Last week we went to the Celsius 232 convention in Avilés, in the Asturias region of Spain. It was a hugely enjoyable visit, largely hosted by Ian Watson and Cristina Macia. Writers from the UK included myself, Nina Allan, Paul McAuley, Jonathan Grimwood and Joe Abercrombie; from the USA there were Robert Sawyer and David Simon; from South Africa came Lauren Beukes. Most of the best Spanish writers of the fantastic were there too. A high point, recognized by everyone, was the instant translation provided by Diego Garcia Cruz, who not only interpreted our fumbling words with precision and real inflective flair, he worked seemingly without a break for hour after hour. Unfortunately I do not have a good picture of him, as he was the star turn. We visiting writers from abroad do not exist without translators.

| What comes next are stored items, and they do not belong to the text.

//! In-memory graph fixture for exercising the scanner and the verifier.
//!
//! [`GraphFixture`] implements [`Universe`] and [`ConstantProvider`] over a
//! mutable entity table, so tests can snapshot a graph, mutate it, and watch
//! the verifier flag the drift. [`SnapshotRecorder`] is the
//! construction-side observer: it populates a [`SnapshotStore`] through the
//! same [`ObjectScanner`] the verifier uses.

use std::collections::BTreeMap;
use std::sync::atomic::{AtomicBool, Ordering};

use parking_lot::{Mutex, RwLock};

use crate::error::HostReadError;
use crate::graph::{
    Constant, ConstantProvider, EntityId, EntityShape, FieldId, InvalidationProbe, Slot, TypeId,
    Universe,
};
use crate::scan::{ObjectScanner, ReusableSet, ScanObserver, ScanReason};
use crate::snapshot::SnapshotStore;

enum FieldState {
    Value(Constant),
    Fails(String),
}

enum RecordKind {
    Instance { fields: Vec<(FieldId, FieldState)> },
    Array { elements: Vec<Constant> },
    Opaque,
    Undecomposable,
}

struct EntityRecord {
    kind: RecordKind,
    /// Whether `reachable_entities` lists this entity.
    listed: bool,
    /// Whether `is_reachable` reports it as promoted.
    reachable: bool,
}

#[derive(Default)]
struct FixtureState {
    entities: BTreeMap<EntityId, EntityRecord>,
    types: Vec<(TypeId, EntityId)>,
    next_entity: u64,
    next_type: u32,
}

/// A mutable in-memory object graph playing both the universe and the
/// constant provider.
///
/// Newly added entities are listed and reachable by default; [`unlist`] and
/// [`mark_unreachable`] carve out the child-only and candidate-only cases.
/// All mutators take `&self` so a test can hold the fixture borrowed by a
/// verifier and still mutate field values between passes.
///
/// [`unlist`]: GraphFixture::unlist
/// [`mark_unreachable`]: GraphFixture::mark_unreachable
#[derive(Default)]
pub struct GraphFixture {
    state: RwLock<FixtureState>,
}

impl GraphFixture {
    /// Create an empty fixture.
    #[must_use]
    pub fn new() -> Self {
        Self::default()
    }

    fn add_entity(&self, kind: RecordKind) -> EntityId {
        let mut state = self.state.write();
        let id = EntityId(state.next_entity);
        state.next_entity += 1;
        state.entities.insert(
            id,
            EntityRecord {
                kind,
                listed: true,
                reachable: true,
            },
        );
        id
    }

    /// Add an instance entity with the given fields.
    pub fn add_instance(&self, fields: &[(FieldId, Constant)]) -> EntityId {
        self.add_entity(RecordKind::Instance {
            fields: fields
                .iter()
                .map(|(field, value)| (*field, FieldState::Value(value.clone())))
                .collect(),
        })
    }

    /// Add an array entity with the given elements.
    pub fn add_array(&self, elements: &[Constant]) -> EntityId {
        self.add_entity(RecordKind::Array {
            elements: elements.to_vec(),
        })
    }

    /// Add a leaf entity with no scannable interior.
    pub fn add_opaque(&self) -> EntityId {
        self.add_entity(RecordKind::Opaque)
    }

    /// Add an entity whose shape the scanner cannot resolve, for exercising
    /// the fatal abort path.
    pub fn add_undecomposable(&self) -> EntityId {
        self.add_entity(RecordKind::Undecomposable)
    }

    /// Register a reachable type whose metadata object carries the given
    /// fields. The metadata entity is deliberately not listed as an ordinary
    /// root; it is only reachable through the type-metadata hook.
    pub fn add_type(&self, metadata_fields: &[(FieldId, Constant)]) -> TypeId {
        let meta = self.add_instance(metadata_fields);
        self.unlist(meta);
        let mut state = self.state.write();
        let ty = TypeId(state.next_type);
        state.next_type += 1;
        state.types.push((ty, meta));
        ty
    }

    /// The metadata entity backing a registered type.
    ///
    /// # Panics
    ///
    /// Panics if the type was not registered on this fixture.
    #[must_use]
    pub fn metadata_entity(&self, ty: TypeId) -> EntityId {
        self.state
            .read()
            .types
            .iter()
            .find(|(t, _)| *t == ty)
            .map(|(_, meta)| *meta)
            .expect("unknown type in fixture")
    }

    fn with_record(&self, entity: EntityId, apply: impl FnOnce(&mut EntityRecord)) {
        let mut state = self.state.write();
        let record = state.entities.get_mut(&entity).expect("unknown entity");
        apply(record);
    }

    /// Remove an entity from the `reachable_entities` listing. The entity
    /// stays scannable when discovered through a slot.
    pub fn unlist(&self, entity: EntityId) {
        self.with_record(entity, |record| record.listed = false);
    }

    /// Demote an entity to a not-yet-promoted candidate: still listed, but
    /// `is_reachable` reports false, so the driver filters it out.
    pub fn mark_unreachable(&self, entity: EntityId) {
        self.with_record(entity, |record| record.reachable = false);
    }

    /// Overwrite a field's live value.
    ///
    /// # Panics
    ///
    /// Panics if the entity is not an instance or lacks the field.
    pub fn set_field(&self, entity: EntityId, field: FieldId, value: Constant) {
        self.with_record(entity, |record| {
            let RecordKind::Instance { fields } = &mut record.kind else {
                panic!("{entity} is not an instance");
            };
            let slot = fields
                .iter_mut()
                .find(|(f, _)| *f == field)
                .unwrap_or_else(|| panic!("{entity} has no {field}"));
            slot.1 = FieldState::Value(value);
        });
    }

    /// Overwrite an array element's live value.
    ///
    /// # Panics
    ///
    /// Panics if the entity is not an array or the index is out of bounds.
    pub fn set_element(&self, entity: EntityId, index: usize, value: Constant) {
        self.with_record(entity, |record| {
            let RecordKind::Array { elements } = &mut record.kind else {
                panic!("{entity} is not an array");
            };
            elements[index] = value;
        });
    }

    /// Make future reads of a field fail with a host-read error.
    ///
    /// # Panics
    ///
    /// Panics if the entity is not an instance or lacks the field.
    pub fn fail_field(&self, entity: EntityId, field: FieldId, message: &str) {
        self.with_record(entity, |record| {
            let RecordKind::Instance { fields } = &mut record.kind else {
                panic!("{entity} is not an instance");
            };
            let slot = fields
                .iter_mut()
                .find(|(f, _)| *f == field)
                .unwrap_or_else(|| panic!("{entity} has no {field}"));
            slot.1 = FieldState::Fails(message.to_owned());
        });
    }

    /// Build a snapshot of the current graph state, traversing exactly the
    /// roots a verification pass would: reachable entities plus every
    /// registered type's metadata object.
    ///
    /// # Panics
    ///
    /// Panics if any scan fails; fixtures snapshot well-formed graphs.
    #[must_use]
    pub fn snapshot(&self) -> SnapshotStore {
        let visited = ReusableSet::new();
        let recorder = SnapshotRecorder::new();
        let scanner = ObjectScanner::new(self, self, &visited, &recorder);
        for entity in self.reachable_entities() {
            if self.is_reachable(entity) {
                scanner
                    .scan(&Constant::Object(entity), ScanReason::Root)
                    .expect("fixture root scan failed");
            }
        }
        for ty in self.reachable_types() {
            scanner
                .scan(&self.type_metadata(ty), ScanReason::TypeMetadata(ty))
                .expect("fixture metadata scan failed");
        }
        recorder.into_store()
    }
}

impl Universe for GraphFixture {
    fn reachable_entities(&self) -> Vec<EntityId> {
        self.state
            .read()
            .entities
            .iter()
            .filter(|(_, record)| record.listed)
            .map(|(id, _)| *id)
            .collect()
    }

    fn is_reachable(&self, entity: EntityId) -> bool {
        self.state
            .read()
            .entities
            .get(&entity)
            .is_some_and(|record| record.reachable)
    }

    fn reachable_types(&self) -> Vec<TypeId> {
        self.state.read().types.iter().map(|(ty, _)| *ty).collect()
    }

    fn shape_of(&self, entity: EntityId) -> Option<EntityShape> {
        let state = self.state.read();
        match &state.entities.get(&entity)?.kind {
            RecordKind::Instance { fields } => Some(EntityShape::Instance {
                fields: fields.iter().map(|(field, _)| *field).collect(),
            }),
            RecordKind::Array { elements } => Some(EntityShape::Array {
                length: elements.len(),
            }),
            RecordKind::Opaque => Some(EntityShape::Opaque),
            RecordKind::Undecomposable => None,
        }
    }

    fn type_metadata(&self, ty: TypeId) -> Constant {
        Constant::Object(self.metadata_entity(ty))
    }
}

impl ConstantProvider for GraphFixture {
    fn read_field(
        &self,
        receiver: EntityId,
        field: FieldId,
        _resolve_lazily: bool,
    ) -> Result<Constant, HostReadError> {
        let state = self.state.read();
        let record = state.entities.get(&receiver).ok_or_else(|| {
            HostReadError::new(receiver, Slot::Field(field), "no such entity")
        })?;
        let RecordKind::Instance { fields } = &record.kind else {
            return Err(HostReadError::new(
                receiver,
                Slot::Field(field),
                "receiver has no fields",
            ));
        };
        match fields.iter().find(|(f, _)| *f == field) {
            Some((_, FieldState::Value(value))) => Ok(value.clone()),
            Some((_, FieldState::Fails(message))) => Err(HostReadError::new(
                receiver,
                Slot::Field(field),
                message.clone(),
            )),
            None => Err(HostReadError::new(
                receiver,
                Slot::Field(field),
                "no such field",
            )),
        }
    }

    fn read_element(&self, receiver: EntityId, index: usize) -> Result<Constant, HostReadError> {
        let state = self.state.read();
        let record = state.entities.get(&receiver).ok_or_else(|| {
            HostReadError::new(receiver, Slot::Element(index), "no such entity")
        })?;
        let RecordKind::Array { elements } = &record.kind else {
            return Err(HostReadError::new(
                receiver,
                Slot::Element(index),
                "receiver is not an array",
            ));
        };
        elements.get(index).cloned().ok_or_else(|| {
            HostReadError::new(receiver, Slot::Element(index), "index out of bounds")
        })
    }
}

/// The construction-side observer: records everything a scan sees into a
/// fresh [`SnapshotStore`].
///
/// This is the same traversal the verifier runs, under a different observer;
/// keeping both on one scanner keeps snapshot construction and verification
/// semantics identical.
#[derive(Default)]
pub struct SnapshotRecorder {
    store: Mutex<SnapshotStore>,
}

impl SnapshotRecorder {
    /// Create a recorder over an empty store.
    #[must_use]
    pub fn new() -> Self {
        Self::default()
    }

    /// Consume the recorder, yielding the populated store.
    #[must_use]
    pub fn into_store(self) -> SnapshotStore {
        self.store.into_inner()
    }
}

impl ScanObserver for SnapshotRecorder {
    fn entity_visited(&self, entity: EntityId, _reason: ScanReason) {
        // Entry creation is unconditional so slotless leaves still count as
        // snapshotted.
        self.store.lock().insert_entry(entity);
    }

    fn slot_read(&self, entity: EntityId, slot: Slot, value: &Constant) {
        self.store.lock().record_slot(entity, slot, value.clone());
    }

    fn new_reachable(&self, entity: EntityId) {
        self.store.lock().insert_entry(entity);
    }
}

/// A settable invalidation probe.
#[derive(Debug, Default)]
pub struct FlagProbe {
    pending: AtomicBool,
}

impl FlagProbe {
    /// Create a probe with no pending invalidation.
    #[must_use]
    pub fn new() -> Self {
        Self::default()
    }

    /// Set or clear the pending invalidation.
    pub fn set(&self, pending: bool) {
        self.pending.store(pending, Ordering::Release);
    }
}

impl InvalidationProbe for FlagProbe {
    fn pending_invalidation(&self) -> bool {
        self.pending.load(Ordering::Acquire)
    }
}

However, here is the pedestrianized centre of Avilés. It was siesta time, and only mad dogs and photographic Brits were about:
Our hotel, the NH Palacio de Ferrera, was a conversion from a former palace in the Plaza de España. Although most of the guest rooms were in a modern extension at the back of the old building, the main part remained. The room below had been restored to its former appearance, the spiral staircase leading to a small balcony on a tower overlooking the town:
During one of the free days we visted Gijon, a coastal town (part Spanish Navy, part tourism) where some eight years ago I was a guest at the annual Semana Negra, a book fair mostly concerned with thrillers and the fantastic. As I had found in 2005, Gijon seemed unphotogenic to me, but while we were having lunch in a shaded alley in the old town, I noticed this sign for the Street of Recollections:
Now a few pictures of some of the people who were there.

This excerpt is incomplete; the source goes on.